Natürlich gibt es Reformbedarf in der EU. Das Parlament hat zu wenig Einfluss, die Bürokraten zu viel. Bei kleinen Fragen, bspw. den Ölkännchen im Restaurant, spielt sich die EU auf. Bei großen Fragen, wie der Flüchtlingskrise, ist sie ein Zwerg. Sie kostet Geld, überreguliert vieles und ist schwer zu verstehen. Aber sie ist eben auch ein Friedensprojekt, das für Freizügigkeit und Freiheit steht, für offene Grenzen und offene Herzen, für Freundschaft statt jahrhundertelanger Feindschaft.
In kaum einer Stadt sollte man diese Errungenschaften so sehr schätzen wie in Saarbrücken. Wir dürfen in Freundschaft mit unseren französischen Nachbarn leben, profitieren vom Austausch miteinander: wirtschaftlich, aber auch kulturell oder gesellschaftlich. Wo früher Abschottung und Hass herrschten, gibt es heute grenzüberschreitende Arbeits-, Geschäfts- und Lebensmodelle. Diese Erfolge sollten wir nicht kampflos den Nationalisten und Kleinstaatlern opfern. Wir sollten den Brexit zum Anlass nehmen, um die EU zu verbessern.
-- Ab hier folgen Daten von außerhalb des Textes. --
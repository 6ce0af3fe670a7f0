use smallvec::SmallVec;

use crate::foundation::core::Viewport;
use crate::foundation::error::{ScrollyteError, ScrollyteResult};
use crate::foundation::math::{clamp01, linear_falloff, linear_ramp};
use crate::runtime::store::{
    CardPhase, CardVisual, SectionVisual, VisibilityState, VisualStateStore,
};
use crate::scene::model::{Scene, ScrollConfig};
use crate::timing::calculus::{FadeZones, check_declared_height};
use crate::timing::constants::TimingConstants;

/// Fade-zone fraction used by proportional sections that don't declare one.
pub const DEFAULT_FADE_ZONE_FRACTION: f64 = 0.6;

/// Controller configuration.
#[derive(Clone, Debug, PartialEq, serde::Serialize, serde::Deserialize)]
#[serde(default)]
pub struct ControllerOpts {
    /// Viewport fraction for proportional fade zones without a section override.
    pub default_fade_zone_fraction: f64,
    /// Timing table every zone and threshold derives from.
    pub timing: TimingConstants,
}

impl Default for ControllerOpts {
    fn default() -> Self {
        Self {
            default_fade_zone_fraction: DEFAULT_FADE_ZONE_FRACTION,
            timing: TimingConstants::default(),
        }
    }
}

impl ControllerOpts {
    /// Validate the timing table and default fraction.
    pub fn validate(&self) -> ScrollyteResult<()> {
        self.timing.validate()?;
        let f = self.default_fade_zone_fraction;
        if !f.is_finite() || f <= 0.0 {
            return Err(ScrollyteError::validation(format!(
                "default_fade_zone_fraction must be finite and > 0 (got {f})"
            )));
        }
        Ok(())
    }
}

/// A section's rectangle relative to the viewport top, in pixels.
#[derive(Clone, Copy, Debug, PartialEq, serde::Serialize, serde::Deserialize)]
pub struct SectionGeometry {
    /// Top edge (negative once scrolled above the viewport).
    pub top: f64,
    /// Bottom edge.
    pub bottom: f64,
}

impl SectionGeometry {
    fn center(self) -> f64 {
        (self.top + self.bottom) / 2.0
    }

    fn is_on_screen(self, viewport_height: f64) -> bool {
        self.bottom > 0.0 && self.top < viewport_height
    }
}

/// Everything one tick reads: viewport, per-section geometry in scene order, and a clock.
#[derive(Clone, Debug, PartialEq, serde::Serialize, serde::Deserialize)]
pub struct TickInput {
    /// Current viewport.
    pub viewport: Viewport,
    /// One rectangle per scene section, in scene order.
    pub sections: Vec<SectionGeometry>,
    /// Monotonic timestamp in milliseconds, used for card exit scheduling.
    pub now_ms: u64,
}

/// Side effect emitted by the card sequence during a tick.
#[derive(Clone, Debug, PartialEq, Eq, serde::Serialize)]
#[serde(tag = "event", rename_all = "snake_case")]
pub enum VisibilityEvent {
    /// Card reveal animation triggered; its exit is scheduled.
    CardRevealed {
        /// Section id.
        section: String,
        /// Card index.
        card: usize,
        /// Time at which the exit transition starts.
        exit_at_ms: u64,
    },
    /// Card exit transition started.
    CardExitStarted {
        /// Section id.
        section: String,
        /// Card index.
        card: usize,
    },
    /// Section scrolled back out before its half-opacity point; its sequence can replay.
    CardsReset {
        /// Section id.
        section: String,
    },
}

/// Events produced by one tick, in emission order.
#[derive(Clone, Debug, Default, PartialEq, serde::Serialize)]
pub struct TickReport {
    /// Emitted events.
    pub events: Vec<VisibilityEvent>,
}

/// Opacity at `distance` from the viewport center.
///
/// `1` inside the hold zone, linear falloff across the fade band, `0` from the fade zone on.
pub fn section_opacity(distance: f64, zones: &FadeZones) -> f64 {
    linear_falloff(
        distance.abs(),
        zones.hold_zone_px(),
        zones.fade_zone_px(),
    )
}

/// State and opacity for a painted section whose center sits `signed_distance` below the
/// viewport center (negative once it has passed the center).
pub fn visibility_state(signed_distance: f64, zones: &FadeZones) -> (VisibilityState, f64) {
    let distance = signed_distance.abs();
    let opacity = section_opacity(distance, zones);
    let state = if distance < zones.hold_zone_px() {
        VisibilityState::Held
    } else if distance >= zones.fade_zone_px() {
        VisibilityState::Hidden
    } else if signed_distance > 0.0 {
        VisibilityState::FadingIn
    } else {
        VisibilityState::FadingOut
    };
    (state, opacity)
}

#[derive(Clone, Copy, Debug, Default)]
struct CardTrack {
    phase: CardPhase,
    exit_at_ms: u64,
}

#[derive(Clone, Debug)]
struct SectionTrack {
    id: String,
    scroll: ScrollConfig,
    // Sticky: set the first tick the section is fully opaque, cleared on reset.
    reached_full: bool,
    cards: Vec<CardTrack>,
}

impl SectionTrack {
    fn is_pristine(&self) -> bool {
        !self.reached_full && self.cards.iter().all(|c| c.phase == CardPhase::Pending)
    }
}

#[derive(Clone, Copy, Debug)]
struct SectionRead {
    zones: FadeZones,
    signed_distance: f64,
    state: VisibilityState,
    opacity: f64,
    painted: bool,
}

/// Runtime visibility controller.
///
/// Recomputes every section's state from geometry on each tick. The only state carried between
/// ticks is the card sequence of each section.
#[derive(Clone, Debug)]
pub struct ScrollController {
    opts: ControllerOpts,
    tracks: Vec<SectionTrack>,
}

impl ScrollController {
    /// Validate `scene` and `opts` and prepare per-section tracking.
    ///
    /// Fails if any section's zones would violate `hold < fade`, or if a declared scroll height
    /// is too short for the section to finish fading out while on screen.
    #[tracing::instrument(skip(scene, opts), fields(sections = scene.sections.len()))]
    pub fn setup(scene: &Scene, opts: ControllerOpts) -> ScrollyteResult<Self> {
        opts.validate()?;
        scene.validate()?;

        let mut tracks = Vec::with_capacity(scene.sections.len());
        for section in &scene.sections {
            let in_section = |e: ScrollyteError| {
                ScrollyteError::validation(format!("section '{}': {e}", section.id))
            };
            let (_, fade) = opts
                .timing
                .zone_bounds_vh(
                    &section.scroll,
                    section.card_count(),
                    opts.default_fade_zone_fraction,
                )
                .map_err(in_section)?;
            if let Some(height) = section.scroll.height_vh {
                check_declared_height(height, fade).map_err(in_section)?;
            }
            tracks.push(SectionTrack {
                id: section.id.clone(),
                scroll: section.scroll,
                reached_full: false,
                cards: vec![CardTrack::default(); section.card_count()],
            });
        }
        tracing::debug!(sections = tracks.len(), "scroll controller ready");
        Ok(Self { opts, tracks })
    }

    /// Apply the initial tick at page load.
    pub fn on_load(
        &mut self,
        input: &TickInput,
        store: &mut impl VisualStateStore,
    ) -> ScrollyteResult<TickReport> {
        tracing::debug!(now_ms = input.now_ms, "initial visibility pass");
        self.tick(input, store)
    }

    /// Apply one scroll tick.
    pub fn on_scroll(
        &mut self,
        input: &TickInput,
        store: &mut impl VisualStateStore,
    ) -> ScrollyteResult<TickReport> {
        self.tick(input, store)
    }

    #[tracing::instrument(level = "trace", skip_all, fields(now_ms = input.now_ms))]
    fn tick(
        &mut self,
        input: &TickInput,
        store: &mut impl VisualStateStore,
    ) -> ScrollyteResult<TickReport> {
        let vp = input.viewport;
        if !vp.height.is_finite() || vp.height <= 0.0 {
            return Err(ScrollyteError::runtime("viewport height must be > 0"));
        }
        if input.sections.len() != self.tracks.len() {
            return Err(ScrollyteError::runtime(format!(
                "tick has geometry for {} sections, scene has {}",
                input.sections.len(),
                self.tracks.len()
            )));
        }

        // Reads for every section happen before any write.
        let reads = self.read_sections(input)?;
        let trailing = self.trailing_opacity(input);

        let mut report = TickReport::default();
        for (i, read) in reads.iter().enumerate() {
            let cards = self.advance_cards(i, read, input, &mut report);
            let track = &self.tracks[i];
            store.write_section(
                &track.id,
                SectionVisual {
                    state: read.state,
                    opacity: read.opacity,
                    painted: read.painted,
                    cards,
                },
            );
        }
        store.write_trailing(trailing);

        Ok(report)
    }

    fn read_sections(&self, input: &TickInput) -> ScrollyteResult<Vec<SectionRead>> {
        let vp = input.viewport;
        let center_y = vp.height / 2.0;
        let mut reads = Vec::with_capacity(self.tracks.len());
        for (track, geom) in self.tracks.iter().zip(&input.sections) {
            let zones = self.opts.timing.resolve_zones(
                &track.scroll,
                track.cards.len(),
                vp.height,
                self.opts.default_fade_zone_fraction,
            )?;
            let signed_distance = geom.center() - center_y;
            let painted = geom.is_on_screen(vp.height);
            let (state, opacity) = if painted {
                visibility_state(signed_distance, &zones)
            } else {
                (VisibilityState::Hidden, 0.0)
            };
            reads.push(SectionRead {
                zones,
                signed_distance,
                state,
                opacity,
                painted,
            });
        }
        Ok(reads)
    }

    fn trailing_opacity(&self, input: &TickInput) -> f64 {
        let Some(last) = input.sections.last() else {
            return 0.0;
        };
        let vp = input.viewport;
        let risen = vp.height / 2.0 - last.bottom;
        let span = self.opts.timing.trailing_fade.to_px(vp.height);
        if risen <= 0.0 {
            return 0.0;
        }
        clamp01(linear_ramp(risen, 0.0, span))
    }

    fn advance_cards(
        &mut self,
        index: usize,
        read: &SectionRead,
        input: &TickInput,
        report: &mut TickReport,
    ) -> SmallVec<[CardVisual; 4]> {
        let timing = self.opts.timing;
        let vh = input.viewport.height;
        let track = &mut self.tracks[index];

        if read.signed_distance > 0.0 && read.opacity < 0.5 && !track.is_pristine() {
            track.reached_full = false;
            for card in &mut track.cards {
                *card = CardTrack::default();
            }
            tracing::debug!(section = %track.id, "card sequence reset");
            report.events.push(VisibilityEvent::CardsReset {
                section: track.id.clone(),
            });
        }

        if read.opacity >= 1.0 {
            track.reached_full = true;
        }

        // Scroll progress since the section entered its hold zone from below.
        let progress = read.zones.hold_zone_px() - read.signed_distance;

        let mut visuals = SmallVec::with_capacity(track.cards.len());
        for (card_index, card) in track.cards.iter_mut().enumerate() {
            let threshold = timing.card_threshold(vh, card_index);
            match card.phase {
                CardPhase::Pending => {
                    if track.reached_full && progress >= threshold.threshold_px {
                        card.phase = CardPhase::Revealing;
                        card.exit_at_ms = input.now_ms.saturating_add(timing.card_animation_ms);
                        tracing::debug!(section = %track.id, card = card_index, "card revealed");
                        report.events.push(VisibilityEvent::CardRevealed {
                            section: track.id.clone(),
                            card: card_index,
                            exit_at_ms: card.exit_at_ms,
                        });
                    }
                }
                CardPhase::Revealing => {
                    if input.now_ms >= card.exit_at_ms {
                        card.phase = CardPhase::Exiting;
                        tracing::debug!(section = %track.id, card = card_index, "card exiting");
                        report.events.push(VisibilityEvent::CardExitStarted {
                            section: track.id.clone(),
                            card: card_index,
                        });
                    }
                }
                CardPhase::Exiting => {}
            }
            visuals.push(CardVisual {
                phase: card.phase,
                opacity: match card.phase {
                    CardPhase::Revealing => 1.0,
                    CardPhase::Pending | CardPhase::Exiting => 0.0,
                },
                fade_distance_px: threshold.fade_distance_px,
            });
        }
        visuals
    }
}

#[cfg(test)]
#[path = "../../tests/unit/runtime/controller.rs"]
mod tests;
Damit sie sich aus Wesentliche konzentriert, ihren Mitgliedstaaten mehr Freiheiten lässt und die Bürokratie zurückschraubt.
Anmerkung: Bei der Wochenspiegel-Kolumne handelt es sich um ein Format, bei dem die Vertreter der Fraktionen im Saarbrücker Stadtrat wöchentlich zu einem aktuellen Thema Stellung beziehen. Für die Freien Demokraten wechsele ich mich hierbei mit meinem Fraktionskollegen Karsten Krämer ab. Damit alle Fraktionen die Möglichkeit haben, sich im Wochenspiegel zu äußern, ist die Anzahl der zur Verfügung stehenden Zeichen auf insgesamt 1460 begrenzt. Dies gewährleistet Chancengleichheit für die Fraktionen, zwingt jedoch dazu, sich knapp zu halten und nicht alle angesprochen Fragen umfassend zu erläutern.
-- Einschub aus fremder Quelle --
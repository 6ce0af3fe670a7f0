pub(crate) mod controller;
pub(crate) mod layout;
pub(crate) mod store;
In dieser Kolumne wäre es schön gewesen, ein wenig ausführlicher darauf eingehen zu können, welches die konkreten Vorteile einzugehen. Den hohen Anteil französischer Kunden in unserer Innenstadt, die kulturelle Bereicherung durch den Austausch und gemeinsame kulturelle Veranstaltungen und Festivals, oder die Bedeutung, die das Zusammenwachsen unserer Länder für die Lebenswirklichkeit vieler Familien besitzt. Gleichzeitig hätte es sich aber auch angeboten, den Korrekturbedarf innerhalb der EU deutlicher herauszuarbeiten: das Demokratiedefizit auf Seiten der Schwäche des Europäischen Parlaments, die überbordende Bürokratie, die Schwäche der Europäischen Union bei vielen wichtigen Themen.